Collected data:
○ ○ ○ ○ ○ ○ ○

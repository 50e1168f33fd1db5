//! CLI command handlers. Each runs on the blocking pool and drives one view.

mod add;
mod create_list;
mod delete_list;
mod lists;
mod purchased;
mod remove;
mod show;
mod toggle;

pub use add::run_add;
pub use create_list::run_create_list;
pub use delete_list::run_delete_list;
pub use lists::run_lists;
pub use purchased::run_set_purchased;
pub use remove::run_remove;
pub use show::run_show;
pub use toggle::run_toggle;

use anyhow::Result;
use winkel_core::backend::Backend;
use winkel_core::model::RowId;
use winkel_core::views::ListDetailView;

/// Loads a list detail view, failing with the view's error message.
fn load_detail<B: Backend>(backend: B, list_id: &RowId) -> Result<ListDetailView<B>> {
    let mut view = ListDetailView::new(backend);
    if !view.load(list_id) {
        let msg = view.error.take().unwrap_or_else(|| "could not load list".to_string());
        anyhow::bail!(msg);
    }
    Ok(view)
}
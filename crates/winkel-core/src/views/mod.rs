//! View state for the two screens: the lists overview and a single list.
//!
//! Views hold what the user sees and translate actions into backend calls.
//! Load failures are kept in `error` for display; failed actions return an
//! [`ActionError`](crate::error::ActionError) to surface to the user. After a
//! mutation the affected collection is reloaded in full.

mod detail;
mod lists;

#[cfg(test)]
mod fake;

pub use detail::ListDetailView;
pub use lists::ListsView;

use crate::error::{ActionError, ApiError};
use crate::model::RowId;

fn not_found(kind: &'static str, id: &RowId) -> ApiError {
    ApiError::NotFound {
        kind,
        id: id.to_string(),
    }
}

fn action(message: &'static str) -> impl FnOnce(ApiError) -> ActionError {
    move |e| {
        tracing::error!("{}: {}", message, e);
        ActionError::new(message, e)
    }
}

○ ○ ○ ○ ○ ○ ○

Task to carry out: Find every line of the records holding "model". Answer with the count alone.

Result for this exercise: 2